On Sunday, February 7th, rangers at the Badger Pass Ranger Station received a radio transmission from the Ostrander Ski Hut reporting that a park visitor staying at the hut was in respiratory distress from pulmonary edema. The hut keeper reported that the 48-year-old man had attempted to ski back to Badger Pass that morning but was forced to return to Ostrander Lake due to his medical condition. The Ostrander Lake area had received several feet of new snow over the previous 48 hours in addition to over eight feet of new snow that had fallen in a number of winter storms over the last two weeks. As access to the ski hut was delayed due to the difficult trail conditions, a helicopter hoist operation was launched at the same time as a ground rescue team departed for Ostrander Lake from Badger Pass.
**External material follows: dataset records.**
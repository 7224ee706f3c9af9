//! End-to-end tests for the verup CLI
//!
//! These tests verify:
//! - Text and JSON output for single artifacts and batches
//! - Policy flags (segments, snapshots, downgrade, target, skip-resolution)
//! - Exit codes and error messages for invalid input

use assert_cmd::Command;
use predicates::prelude::*;
use std::fs;
use tempfile::TempDir;

fn verup() -> Command {
    let mut cmd = Command::cargo_bin("verup").unwrap();
    cmd.env_remove("VERUP_LOG");
    cmd
}

fn json_stdout(cmd: &mut Command) -> serde_json::Value {
    let output = cmd.output().unwrap();
    assert!(output.status.success(), "{}", String::from_utf8_lossy(&output.stderr));
    serde_json::from_slice(&output.stdout).unwrap()
}

mod single_artifact {
    use super::*;

    #[test]
    fn test_selects_newest_release() {
        verup()
            .args(["--current", "1.0", "1.1", "2.0", "2.1-SNAPSHOT"])
            .assert()
            .success()
            .stdout(predicate::str::contains("1.0 -> 2.0 [major]"));
    }

    #[test]
    fn test_already_latest() {
        verup()
            .args(["--current", "2.0", "--target", "2.0", "1.0", "2.0", "--name", "junit"])
            .assert()
            .success()
            .stdout(predicate::str::contains("junit 2.0 (latest)"));
    }

    #[test]
    fn test_no_major_updates() {
        verup()
            .args(["--current", "1.2.3", "--no-major-updates", "1.2.4", "1.3.0", "2.0.0"])
            .assert()
            .success()
            .stdout(predicate::str::contains("1.2.3 -> 1.3.0 [minor]"));
    }

    #[test]
    fn test_no_minor_updates() {
        verup()
            .args(["--current", "1.2.3", "--no-minor-updates", "1.2.4", "1.3.0", "2.0.0"])
            .assert()
            .success()
            .stdout(predicate::str::contains("1.2.3 -> 1.2.4 [incremental]"));
    }

    #[test]
    fn test_allow_snapshots() {
        verup()
            .args(["--current", "1.0", "--allow-snapshots", "1.1-SNAPSHOT"])
            .assert()
            .success()
            .stdout(predicate::str::contains("-> 1.1-SNAPSHOT"));
    }

    #[test]
    fn test_snapshots_excluded_by_default() {
        verup()
            .args(["--current", "1.0", "1.1-SNAPSHOT", "1.0"])
            .assert()
            .success()
            .stdout(predicate::str::contains("version 1.0 (no suitable version)"));
    }

    #[test]
    fn test_respelled_current_is_not_rewritten() {
        verup()
            .args(["--current", "1.0", "0.9", "1.0.0"])
            .assert()
            .success()
            .stdout(predicate::str::contains("->").not());
    }

    #[test]
    fn test_target_range() {
        verup()
            .args(["--current", "1.0", "--target", "[1.5,2.0)", "1.4", "1.5", "1.9", "2.0"])
            .assert()
            .success()
            .stdout(predicate::str::contains("1.0 -> 1.9"));
    }

    #[test]
    fn test_downgrade() {
        verup()
            .args(["--current", "2.0", "--target", "1.5", "--allow-downgrade", "1.5", "2.0"])
            .assert()
            .success()
            .stdout(predicate::str::contains("2.0 -> 1.5"));
    }

    #[test]
    fn test_skip_resolution() {
        verup()
            .args(["--current", "1.0", "--target", "7.0", "--skip-resolution"])
            .assert()
            .success()
            .stdout(predicate::str::contains("1.0 -> 7.0"));
    }

    #[test]
    fn test_force_update() {
        verup()
            .args(["--current", "2.0", "--target", "2.0", "--force-update", "1.0", "2.0"])
            .assert()
            .success()
            .stdout(predicate::str::contains("2.0 -> 2.0 [same]"));
    }

    #[test]
    fn test_candidates_file() {
        let dir = TempDir::new().unwrap();
        let path = dir.path().join("versions.txt");
        fs::write(&path, "# known versions\n1.0\n1.1\n1.2-rc1\n").unwrap();

        verup()
            .args(["--current", "1.0", "--candidates-file"])
            .arg(&path)
            .assert()
            .success()
            .stdout(predicate::str::contains("1.0 -> 1.2-rc1"));
    }

    #[test]
    fn test_candidates_from_stdin() {
        verup()
            .args(["--current", "1.0", "--candidates-file", "-"])
            .write_stdin("1.0\n1.3\n")
            .assert()
            .success()
            .stdout(predicate::str::contains("1.0 -> 1.3"));
    }

    #[test]
    fn test_quiet() {
        verup()
            .args(["--current", "1.0", "-q", "1.1"])
            .assert()
            .success()
            .stdout(predicate::eq("1 updated\n"));
    }

    #[test]
    fn test_verbose_logs_to_stderr() {
        verup()
            .args(["--current", "1.0", "--verbose", "0.9", "1.1"])
            .assert()
            .success()
            .stdout(predicate::str::contains("Available updates:"))
            .stderr(predicate::str::contains("dropped: older than current"));
    }
}

mod json_output {
    use super::*;

    #[test]
    fn test_json_schema() {
        let parsed = json_stdout(verup().args([
            "--current", "4.12", "--name", "junit", "--json", "4.13", "4.13.2", "5.0-M1",
        ]));

        assert_eq!(parsed["summary"]["updates"], 1);
        assert_eq!(parsed["summary"]["skips"], 0);
        let artifact = &parsed["artifacts"][0];
        assert_eq!(artifact["name"], "junit");
        assert_eq!(artifact["current"], "4.12");
        assert_eq!(artifact["status"], "update");
        assert_eq!(artifact["new_version"], "5.0-M1");
        assert_eq!(artifact["segment"], "major");
    }

    #[test]
    fn test_batch_json() {
        let dir = TempDir::new().unwrap();
        let path = dir.path().join("batch.json");
        fs::write(
            &path,
            r#"[
                {"name": "a", "current": "1.0", "versions": ["1.0", "1.0.1", "1.1"]},
                {"name": "b", "current": "2.0", "versions": ["1.0", "2.0"]},
                {"name": "c", "current": "1.0", "versions": ["1.0", "1.5", "3.0"], "target": "[1.0,2.0)"}
            ]"#,
        )
        .unwrap();

        let parsed = json_stdout(
            verup()
                .args(["--json", "--verbose", "--no-minor-updates", "--batch"])
                .arg(&path),
        );

        assert_eq!(parsed["summary"]["updates"], 1);
        assert_eq!(parsed["summary"]["skips"], 2);
        assert_eq!(parsed["artifacts"][0]["new_version"], "1.0.1");
        assert_eq!(parsed["artifacts"][0]["finest_update"], "incremental");
        assert_eq!(parsed["artifacts"][1]["reason"], "no_suitable_version");
        assert_eq!(parsed["artifacts"][2]["reason"], "already_latest");
        assert_eq!(parsed["summary"]["available"]["up_to_date"], 1);
        assert_eq!(parsed["summary"]["available"]["incremental"], 1);
        assert_eq!(parsed["summary"]["available"]["minor"], 1);
    }
}

mod errors {
    use super::*;

    #[test]
    fn test_missing_current() {
        verup()
            .args(["1.0"])
            .assert()
            .failure()
            .code(1)
            .stderr(predicate::str::contains("missing required option: --current"));
    }

    #[test]
    fn test_no_candidates() {
        verup()
            .args(["--current", "1.0"])
            .assert()
            .failure()
            .stderr(predicate::str::contains("no candidate versions"));
    }

    #[test]
    fn test_malformed_target() {
        verup()
            .args(["--current", "1.0", "--target", "[1.0,2.0", "1.1"])
            .assert()
            .failure()
            .stderr(predicate::str::contains("malformed version range"));
    }

    #[test]
    fn test_skip_resolution_without_target() {
        verup()
            .args(["--current", "1.0", "--skip-resolution", "1.1"])
            .assert()
            .failure()
            .stderr(predicate::str::contains("--skip-resolution"));
    }

    #[test]
    fn test_quiet_and_verbose_conflict() {
        verup()
            .args(["--current", "1.0", "-q", "--verbose", "1.1"])
            .assert()
            .failure()
            .stderr(predicate::str::contains("conflicting options"));
    }

    #[test]
    fn test_missing_candidates_file() {
        verup()
            .args(["--current", "1.0", "--candidates-file", "/nonexistent/versions.txt"])
            .assert()
            .failure()
            .stderr(predicate::str::contains("file not found"));
    }

    #[test]
    fn test_invalid_batch_json() {
        let dir = TempDir::new().unwrap();
        let path = dir.path().join("batch.json");
        fs::write(&path, "not json").unwrap();

        verup()
            .arg("--batch")
            .arg(&path)
            .assert()
            .failure()
            .stderr(predicate::str::contains("failed to parse JSON"));
    }
}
After several attempts to take off from Fresno, a rescue mission by a California Highway Patrol hoist-capable helicopter was cancelled due to fog and low clouds. A second helicopter capable of landing on snow was ordered from Columbia, and was able to land in Yosemite Valley to pick up ranger/medic Jeff Webb. This second helicopter was unable to fly to Ostrander Lake, though, due to low cloud cover. Meanwhile, the ground team reached the ski hut. Ranger/medics Chad Andrews and Keith Lober provided medical care, and, with the assistance of Yosemite SAR team members, Badger Pass ski patrol personnel, and several park visitors staying at Ostrander, began extricating the patient in an over-snow rescue litter. Additional SAR team members arrived from Badger Pass to help complete the nine-hour-long rescue mission. The principles of operational leadership played a significant role in the decision-making process throughout the incident.
avatar Re: Ailing Visitor Rescued From Ostrander Lake
February 11, 2010 05:12PM
Yeow. Pulmonary edema at that altitude. What a surprise that must have been.



Old Dude
avatar Re: Ailing Visitor Rescued From Ostrander Lake
February 11, 2010 06:36PM
SOmething else must be a factor in his health -- HAPE usually occurs at altitude above eight thousand feet.
avatar Re: Ailing Visitor Rescued From Ostrander Lake
February 11, 2010 06:39PM
Quote
Bee
SOmething else must be a factor in his health -- HAPE usually occurs at altitude above eight thousand feet.

Ostrander is at 8500.
Re: Ailing Visitor Rescued From Ostrander Lake
February 12, 2010 06:00AM
My first post here.

High Altitude Illnesses by definition do occur above an arguable altitude of 8,000 feet but there is no such thing as a finite line that one crosses. There is a continuum of altitude effects that begin even lower. For example, night color vision begins to deteriorate at 5,000 feet. Airplanes keep cabins pressurized to 8,000 feet equivalent because that is where altitude effects become more clinically apparent. Obviously the higher one goes, the more effect. And yes, there may have been other factors in this case; fatigue, dehydration, hypothermia, high workload, injury, intercurrent illness, etc. All of these are contributory in some mysterious and unpredictable way. As an example, Edmund Hillary once developed HAPE after a rib injury at an altitude at which he, of course, had previously been proven capable.